This assignment has been significantly updated for Fall 2024. It likely contains imperfections. If you notice any, please let SamR know.
Summary: In this assignment, you will further explore the implementation of sorting algorithms.
Repository: https://github.com/Grinnell-CSC207/mp-sorting-maven
As you might expect, we want to be able to switch sorting algorithms depending on a variety of circumstances, particularly characteristics we know about the data (e.g., that they are mostly in order or perhaps mostly reverse sorted). Hence, rather than writing static sort methods, it may be more useful to define a generic Sorter interface and use that. Here’s one such interface.
/**
* Things that know how to sort arrays of values.
*
* @author Samuel A. Rebelsky
*
* @param <T>
* The type of value in the array.
*/
public interface Sorter<T> {
/**
* Sort an array in place.
*
* @param values
* an array to sort.
*
* @post
* The array has been sorted according to some order (often
* one given to the constructor).
* @post
* For all i, 0 < i < vals.length,
* order.compare(vals[i-1], vals[i]) <= 0
*/
public void sort(T[] values);
} // interface Sorter<T>
a. Fork the repository at https://github.com/Grinnell-CSC207/mp-sorting-maven.
b. Clone that repository.
cd ~/CSC207/MPs # Or the directory of your choice
git clone git@github.com:USERNAME/mp-sorting-maven.git
c. Open the project in VSCode.
d. Update the README.md appropriately.
e. Push the updated README to GitHub.
cd ~/CSC207/MPs/ # Or the directory of your choice
cd mp-sorting-maven
git add README.md
git status
git commit -m "Update README."
git pull
git push
f. Add an upstream repository just in case I make changes.

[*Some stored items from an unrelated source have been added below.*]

//! The gesture lane: a worker thread that owns the hand tracker.
//!
//! The worker opens the tracker, polls frames, classifies them and writes
//! the shared [`ModeSignal`].  The render lane never waits on it: it only
//! drains [`GestureStatus`] updates from a channel once per frame.
//!
//! | Tracker result | Worker action |
//! |---|---|
//! | `Pending`, or a frame whose timestamp did not advance | nothing |
//! | `Captured { hand: Some(..) }` | classify, update the signal |
//! | `Captured { hand: None }` | mark the hand lost, zero steering |
//! | `Err(Detection)` | `warn!`, skip the frame |
//! | any other `Err` | `warn!`, close the tracker, report `Unavailable` |

use std::sync::atomic::{AtomicBool, Ordering};
use std::sync::mpsc::{self, Receiver, Sender};
use std::sync::Arc;
use std::thread::{self, JoinHandle};
use std::time::Duration;

use log::{info, warn};
use tree_motion::{apply_observation, SharedSignal};

use crate::tracker::{CaptureHints, HandTracker, TrackerError, TrackerFrame};

/// How long one poll may block; bounds the shutdown latency.
pub const POLL_TIMEOUT: Duration = Duration::from_millis(50);

// ════════════════════════════════════════════════════════════════════════════
// GestureStatus
// ════════════════════════════════════════════════════════════════════════════

/// Lifecycle of the gesture lane as seen by the render lane.
#[derive(Clone, Debug, PartialEq)]
pub enum GestureStatus {
    /// The tracker is being opened.
    Initializing,
    /// Frames are flowing from the named tracker.
    Active { tracker: &'static str },
    /// The tracker failed; the app continues with click input only.
    Unavailable(TrackerError),
    /// Shut down on request.
    Stopped,
    /// No gesture backend was configured.
    Disabled,
}

impl GestureStatus {
    /// Text for the status bar.
    pub fn label(&self) -> String {
        match self {
            GestureStatus::Initializing       => "INIT AI...".to_string(),
            GestureStatus::Active { tracker } => format!("AI READY ({})", tracker),
            GestureStatus::Unavailable(e)     => format!("{} (mouse mode)", e.status_label()),
            GestureStatus::Stopped            => "AI STOPPED".to_string(),
            GestureStatus::Disabled           => "MOUSE MODE".to_string(),
        }
    }

    pub fn is_active(&self) -> bool {
        matches!(self, GestureStatus::Active { .. })
    }
}

// ════════════════════════════════════════════════════════════════════════════
// GestureInput
// ════════════════════════════════════════════════════════════════════════════

/// Handle to a running gesture worker.  Dropping it shuts the worker down.
pub struct GestureInput {
    stop:      Arc<AtomicBool>,
    status_rx: Receiver<GestureStatus>,
    worker:    Option<JoinHandle<()>>,
}

/// Spawn the gesture lane around `tracker`.
pub fn spawn_gesture_input(
    tracker: Box<dyn HandTracker>,
    signal:  SharedSignal,
    hints:   CaptureHints,
) -> GestureInput {
    let stop = Arc::new(AtomicBool::new(false));
    let (status_tx, status_rx) = mpsc::channel();

    let worker = {
        let stop = Arc::clone(&stop);
        thread::Builder::new()
            .name("gesture-input".into())
            .spawn(move || run_worker(tracker, signal, hints, stop, status_tx))
    };

    let worker = match worker {
        Ok(handle) => Some(handle),
        Err(e) => {
            warn!("could not start gesture thread: {}", e);
            None
        }
    };
    GestureInput { stop, status_rx, worker }
}

impl GestureInput {
    /// All status updates since the last call, oldest first.
    pub fn drain_status(&self) -> Vec<GestureStatus> {
        self.status_rx.try_iter().collect()
    }

    /// The most recent status update, if any arrived since the last call.
    pub fn poll_status(&self) -> Option<GestureStatus> {
        self.drain_status().pop()
    }

    pub fn is_running(&self) -> bool {
        self.worker.as_ref().is_some_and(|h| !h.is_finished())
    }

    /// Stop the worker and wait for it.  Safe to call more than once.
    pub fn shutdown(&mut self) {
        self.stop.store(true, Ordering::Release);
        if let Some(handle) = self.worker.take() {
            if handle.join().is_err() {
                warn!("gesture thread panicked");
            }
        }
    }
}

impl Drop for GestureInput {
    fn drop(&mut self) {
        self.shutdown();
    }
}

// ── worker ────────────────────────────────────────────────────────────────

fn run_worker(
    mut tracker: Box<dyn HandTracker>,
    signal:      SharedSignal,
    hints:       CaptureHints,
    stop:        Arc<AtomicBool>,
    status_tx:   Sender<GestureStatus>,
) {
    let _ = status_tx.send(GestureStatus::Initializing);

    if let Err(e) = tracker.open(&hints) {
        warn!("{} failed to open: {}", tracker.name(), e);
        tracker.close();
        let _ = status_tx.send(GestureStatus::Unavailable(e));
        return;
    }
    info!("{} opened ({}x{} @ {} fps)", tracker.name(), hints.width, hints.height, hints.frame_rate);
    let _ = status_tx.send(GestureStatus::Active { tracker: tracker.name() });

    let mut last_frame: Option<Duration> = None;
    let end = loop {
        if stop.load(Ordering::Acquire) {
            break GestureStatus::Stopped;
        }
        match tracker.next_frame(POLL_TIMEOUT) {
            Ok(TrackerFrame::Pending) => {}
            Ok(TrackerFrame::Captured { timestamp, hand }) => {
                if last_frame.is_some_and(|prev| timestamp <= prev) {
                    continue;
                }
                last_frame = Some(timestamp);
                apply_observation(&signal, hand.as_ref());
            }
            Err(e) if e.is_per_frame() => warn!("skipping frame: {}", e),
            Err(e) => {
                warn!("{} lost: {}", tracker.name(), e);
                break GestureStatus::Unavailable(e);
            }
        }
    };

    tracker.close();
    info!("{} closed", tracker.name());
    let _ = status_tx.send(end);
}

// ════════════════════════════════════════════════════════════════════════════
// Tests
// ════════════════════════════════════════════════════════════════════════════

#[cfg(test)]
mod tests {
    use super::*;
    use std::collections::VecDeque;
    use std::sync::atomic::AtomicUsize;

    use glam::Vec2;
    use pretty_assertions::assert_eq;
    use tree_motion::{GestureLabel, Mode, ModeSignal};

    use crate::tracker::{synthetic_hand, SimPose};

    /// Replays a fixed script, then idles.
    struct ScriptedTracker {
        open_result: Result<(), TrackerError>,
        script:      VecDeque<Result<TrackerFrame, TrackerError>>,
        closes:      Arc<AtomicUsize>,
    }

    impl ScriptedTracker {
        fn new(script: Vec<Result<TrackerFrame, TrackerError>>) -> (Self, Arc<AtomicUsize>) {
            let closes = Arc::new(AtomicUsize::new(0));
            let tracker = ScriptedTracker {
                open_result: Ok(()),
                script:      script.into(),
                closes:      Arc::clone(&closes),
            };
            (tracker, closes)
        }
    }

    impl HandTracker for ScriptedTracker {
        fn name(&self) -> &'static str { "scripted" }

        fn open(&mut self, _hints: &CaptureHints) -> Result<(), TrackerError> {
            self.open_result.clone()
        }

        fn next_frame(&mut self, _timeout: Duration) -> Result<TrackerFrame, TrackerError> {
            match self.script.pop_front() {
                Some(step) => step,
                None => {
                    thread::sleep(Duration::from_millis(1));
                    Ok(TrackerFrame::Pending)
                }
            }
        }

        fn close(&mut self) {
            self.closes.fetch_add(1, Ordering::SeqCst);
        }
    }

    fn at(ms: u64, pose: Option<SimPose>, x: f32) -> Result<TrackerFrame, TrackerError> {
        Ok(TrackerFrame::Captured {
            timestamp: Duration::from_millis(ms),
            hand:      pose.map(|p| synthetic_hand(p, Vec2::new(x, 0.5))),
        })
    }

    /// Run a script that ends in a disconnect and wait for the worker.
    fn run_script(
        script: Vec<Result<TrackerFrame, TrackerError>>,
    ) -> (SharedSignal, Vec<GestureStatus>, Arc<AtomicUsize>) {
        let signal = ModeSignal::shared();
        let mut script = script;
        script.push(Err(TrackerError::Disconnected));
        let (tracker, closes) = ScriptedTracker::new(script);

        let mut input = spawn_gesture_input(Box::new(tracker), Arc::clone(&signal), CaptureHints::default());
        while input.is_running() {
            thread::sleep(Duration::from_millis(1));
        }
        input.shutdown();
        let statuses = input.drain_status();
        (signal, statuses, closes)
    }

    #[test]
    fn palm_then_fist_drive_the_mode() {
        let (signal, statuses, closes) = run_script(vec![
            at(10, Some(SimPose::Palm), 0.9),
        ]);
        assert_eq!(signal.mode(), Mode::Exploded);
        assert!(signal.steering_offset() > 0.0);
        assert_eq!(closes.load(Ordering::SeqCst), 1);
        assert_eq!(statuses, vec![
            GestureStatus::Initializing,
            GestureStatus::Active { tracker: "scripted" },
            GestureStatus::Unavailable(TrackerError::Disconnected),
        ]);

        let (signal, _, _) = run_script(vec![
            at(10, Some(SimPose::Palm), 0.9),
            at(20, Some(SimPose::Fist), 0.9),
        ]);
        assert_eq!(signal.mode(), Mode::Assembled);
        assert_eq!(signal.steering_offset(), 0.0);
    }

    #[test]
    fn detection_errors_skip_one_frame() {
        let (signal, statuses, _) = run_script(vec![
            Err(TrackerError::Detection("blurred".into())),
            at(10, Some(SimPose::Palm), 0.5),
        ]);
        assert_eq!(signal.mode(), Mode::Exploded);
        assert_eq!(signal.last_gesture().label, GestureLabel::Palm);
        assert!(!statuses.iter().any(|s| matches!(s, GestureStatus::Unavailable(TrackerError::Detection(_)))));
    }

    #[test]
    fn stale_timestamps_are_ignored() {
        let (signal, _, _) = run_script(vec![
            at(20, Some(SimPose::Palm), 0.5),
            at(20, Some(SimPose::Fist), 0.5),
            at(15, Some(SimPose::Fist), 0.5),
        ]);
        assert_eq!(signal.mode(), Mode::Exploded);
    }

    #[test]
    fn empty_frame_marks_hand_lost() {
        let (signal, _, _) = run_script(vec![
            at(10, Some(SimPose::Palm), 0.9),
            at(20, None, 0.0),
        ]);
        let reading = signal.last_gesture();
        assert!(!reading.hand_detected);
        assert_eq!(reading.label, GestureLabel::Palm);
        assert_eq!(signal.steering_offset(), 0.0);
        // Losing the hand does not change the mode.
        assert_eq!(signal.mode(), Mode::Exploded);
    }

    #[test]
    fn open_failure_leaves_signal_untouched() {
        let signal = ModeSignal::shared();
        let (mut tracker, closes) = ScriptedTracker::new(vec![]);
        tracker.open_result = Err(TrackerError::PermissionDenied);

        let mut input = spawn_gesture_input(Box::new(tracker), Arc::clone(&signal), CaptureHints::default());
        input.shutdown();

        assert_eq!(input.drain_status(), vec![
            GestureStatus::Initializing,
            GestureStatus::Unavailable(TrackerError::PermissionDenied),
        ]);
        assert_eq!(closes.load(Ordering::SeqCst), 1);
        assert_eq!(signal.mode(), Mode::Assembled);
        assert!(!signal.last_gesture().hand_detected);
    }

    #[test]
    fn shutdown_closes_tracker_exactly_once() {
        let signal = ModeSignal::shared();
        let (tracker, closes) = ScriptedTracker::new(vec![]);

        let mut input = spawn_gesture_input(Box::new(tracker), signal, CaptureHints::default());
        thread::sleep(Duration::from_millis(10));
        input.shutdown();
        input.shutdown();
        assert_eq!(closes.load(Ordering::SeqCst), 1);
        assert_eq!(input.drain_status().last(), Some(&GestureStatus::Stopped));

        drop(input);
        assert_eq!(closes.load(Ordering::SeqCst), 1);
    }

    #[test]
    fn drop_stops_the_worker() {
        let signal = ModeSignal::shared();
        let (tracker, closes) = ScriptedTracker::new(vec![]);
        {
            let _input = spawn_gesture_input(Box::new(tracker), signal, CaptureHints::default());
        }
        assert_eq!(closes.load(Ordering::SeqCst), 1);
    }

    #[test]
    fn status_labels_name_the_failure() {
        assert_eq!(
            GestureStatus::Unavailable(TrackerError::NotFound).label(),
            "No Camera Found (mouse mode)"
        );
        assert!(GestureStatus::Active { tracker: "x" }.is_active());
        assert!(!GestureStatus::Initializing.is_active());
    }
}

cd ~/CSC207/MPs/ # Or the directory of your choice
cd mp-sorting-maven
git remote add upstream https://github.com/Grinnell-CSC207/mp-sorting-maven
In the future, you can grab changes using the following.
git fetch upstream
git merge upstream/main
You can also just click the Sync Fork button on your GitHub page for the fork.
As I hope you know by now, when writing a small or medium-sized function or class, we should begin by writing test cases for the function or class.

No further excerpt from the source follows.